Blocked

I found it impossible to make any decision about the future of my ‘Bird without knowing exactly what was wrong. So, last weekend I took a few hours and tore into the motor.

On Saturday, I did the light work, removing accessories, draining the radiator and digging as far down as the rocker shafts. Sunday, my son came down the help with the heavy work: hood, intake manifold and the head itself.

The motor with all the “easy” stuff removed.

Getting the hood off is a coordinated effort involving two people, each using both hands and a shoulder to hold things up while the bolts come off. Once it was safely stored away, we removed the bolts from the intake and chained it to a hoist. It was sealed on pretty well and took a significant amount of force (and just a little prying) before it popped off.

The head gasket looked ok.

We left the exhaust manifold bolted to the head, disconnecting it from the collector pipe instead. The head bolts were all tight. Once they were off, it only took a little persuasion from the hoist to break it free. Up to this point, we hadn’t found any issues, though the oil in the driver’s side valve cover and (to a lesser extent) in the valley was fouled with coolant. There were no obvious cracks in the block and the head gasket was still intact.

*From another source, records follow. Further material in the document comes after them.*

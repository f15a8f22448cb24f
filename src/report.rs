//! JSON reports for headless runs

use crate::tle::Catalog;
use crate::tracks::{PositionSnapshot, SelectionState};
use chrono::{DateTime, Utc};
use serde::Serialize;

#[derive(Serialize, Debug)]
pub struct SatellitePosition {
    pub norad: u32,
    pub name: String,
    pub lon_deg: f64,
    pub lat_deg: f64,
}

#[derive(Serialize, Debug)]
pub struct SnapshotReport {
    pub at: DateTime<Utc>,
    pub satellites: Vec<SatellitePosition>,
    pub skipped: usize,
}

#[derive(Serialize, Debug)]
pub struct TrackReport {
    pub norad: u32,
    pub name: String,
    pub start: DateTime<Utc>,
    pub end: DateTime<Utc>,
    pub step_minutes: u32,
    /// `[lon, lat]` pairs in degrees
    pub points: Vec<[f64; 2]>,
}

impl SnapshotReport {
    pub fn new(catalog: &Catalog, snapshot: &PositionSnapshot) -> Self {
        let satellites = snapshot
            .positions
            .iter()
            .filter_map(|p| {
                catalog.get(p.index).map(|record| SatellitePosition {
                    norad: record.norad,
                    name: record.label(),
                    lon_deg: p.point.lon_deg,
                    lat_deg: p.point.lat_deg,
                })
            })
            .collect();
        Self {
            at: snapshot.at,
            satellites,
            skipped: snapshot.failures.len(),
        }
    }
}

pub fn track_reports(catalog: &Catalog, selections: &[SelectionState]) -> Vec<TrackReport> {
    selections
        .iter()
        .filter(|s| !s.track.is_empty())
        .filter_map(|s| {
            let record = catalog.get(s.index)?;
            Some(TrackReport {
                norad: record.norad,
                name: record.label(),
                start: s.track.start(),
                end: s.track.instant(s.track.len() - 1),
                step_minutes: 1,
                points: s
                    .track
                    .points()
                    .iter()
                    .map(|p| [p.lon_deg, p.lat_deg])
                    .collect(),
            })
        })
        .collect()
}
//! TLE (Two-Line Element) data management module
//!
//! This module handles catalog fetching, parsing, and data structures for satellite
//! orbital elements from external sources like Celestrak or a local TLE file.

use crate::error::{Result, TrackError};
use std::time::Duration;

pub mod fetcher;
#[cfg(test)]
pub mod mock_data;
pub mod parser;
pub mod types;

pub use fetcher::{CatalogSource, STARLINK_TLE_URL, fetch_catalog_text};
pub use parser::{parse_tle_catalog, parse_tle_epoch_to_utc};
pub use types::{Catalog, SatelliteRecord};

/// Load a catalog from a source string, failing with `CatalogUnavailable`
///
/// The catalog is loaded once per run and handed to the sampler; nothing
/// downstream fetches again.
pub fn load_catalog(source: &str, timeout: Duration) -> Result<Catalog> {
    let source = CatalogSource::parse(source);
    let origin = source.describe();
    let body = fetch_catalog_text(&source, timeout).map_err(|e| TrackError::CatalogUnavailable {
        origin: origin.clone(),
        reason: format!("{e:#}"),
    })?;
    catalog_from_text(origin, &body)
}

/// Parse an already-fetched TLE body into a catalog
pub fn catalog_from_text(origin: impl Into<String>, body: &str) -> Result<Catalog> {
    let parsed = parse_tle_catalog(body);
    if parsed.rejected > 0 {
        tracing::warn!("[TLE PARSED] rejected {} malformed TLE block(s)", parsed.rejected);
    }
    let catalog = Catalog::with_rejected(origin, parsed.records, parsed.rejected)?;
    tracing::info!(
        "Loaded {} satellites from {}",
        catalog.len(),
        catalog.origin()
    );
    Ok(catalog)
}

The “milkshake” in the valve cover indicating water in the oil.

The piston in the bad cylinder was at the top of its stroke, so we had to turn the motor over by hand to move it to the bottom. Once we did, we found an obvious crack about 2 inches long in the cylinder wall. The crack was deep enough to get a fingernail in.

The #1 cylinder was steam cleaned.

This engine will never run again.

The crack is clearly visible. Looks like there’s been some additional damage from the bits of metal floating around in there, too.

In order to get this car back on the road, it’ll need a new motor. A used motor seems like too much of a risk, especially after this experience. Fixing the motor I have–eight new sleeves, clean, magnaflux and install a new rotating assembly–adds up to about $4,000. Buying a pre-built motor (essentially the same thing, but with a different block) is about the same price.

Compressed

I crawled under the car late yesterday afternoon and reinstalled the starter. After pulling the rest of the plugs (on the driver’s side of the motor) and finding no other surprises, I spun the motor a few times to pump out what I could of the coolant in the #1 cylinder.

That done, I took some quick compression readings on numbers 1 through 4. The coolant-filled cylinder read very high, probably a result of some fluid still in there. The other readings were nominal, in the 70-80 range.

I hate the sound of the motor spinning with no resistance.

On the plus side, there’s no indication of water in the oil. However, in looking back over my blog, there’s some indication that I’ve been mysteriously losing coolant since at least the summer of 2013.

With the coolant mostly purged, I’m pretty sure the car will start. (Heck, I could probably even start it with one plug missing.) If so, I’ll see about moving it outside where I can tear it down. Once I know what I’m really dealing with, I can make some decisions on how to proceed.

The End of the Road?

I replaced my battery yesterday. Starting, especially hot, was a little labored and after eight years, I figured it was due.

With everything buttoned up and a few shots of starting fluid in the carb, I turned the key. After a few seconds, it sounded like she was about to grab. Instead, there was a bang and everything stopped turning.

I tried the key a couple more times, but the starter would only strain. I could see the fan move slightly, then bounce back when the key was off.

Today, I pulled the starter. It was a little worn, with a few teeth chipped, but it otherwise appeared sound. At first, I assumed something inside it had jammed; I figured I could replace it and hope for the best.

Before making a run to the auto parts store, I thought to pull the spark plugs and turn the motor over by hand–just to be sure. When I pulled the plug for the #1 cylinder, it came out wet. At first, I thought it was oil fouled, but the liquid was coolant. And the cylinder was completely full of it.

The last time I drove the car, in February, I put about a gallon and a half of coolant in it before starting. It ran fine. Apparently, though, the early warning signs were there.

An internet search didn’t turn up much for “coolant in cylinder,” but what I found suggests a cracked block, a fatal condition. I’ll have to give the future of this car some thought, but today it certainly feels like the end of a chapter.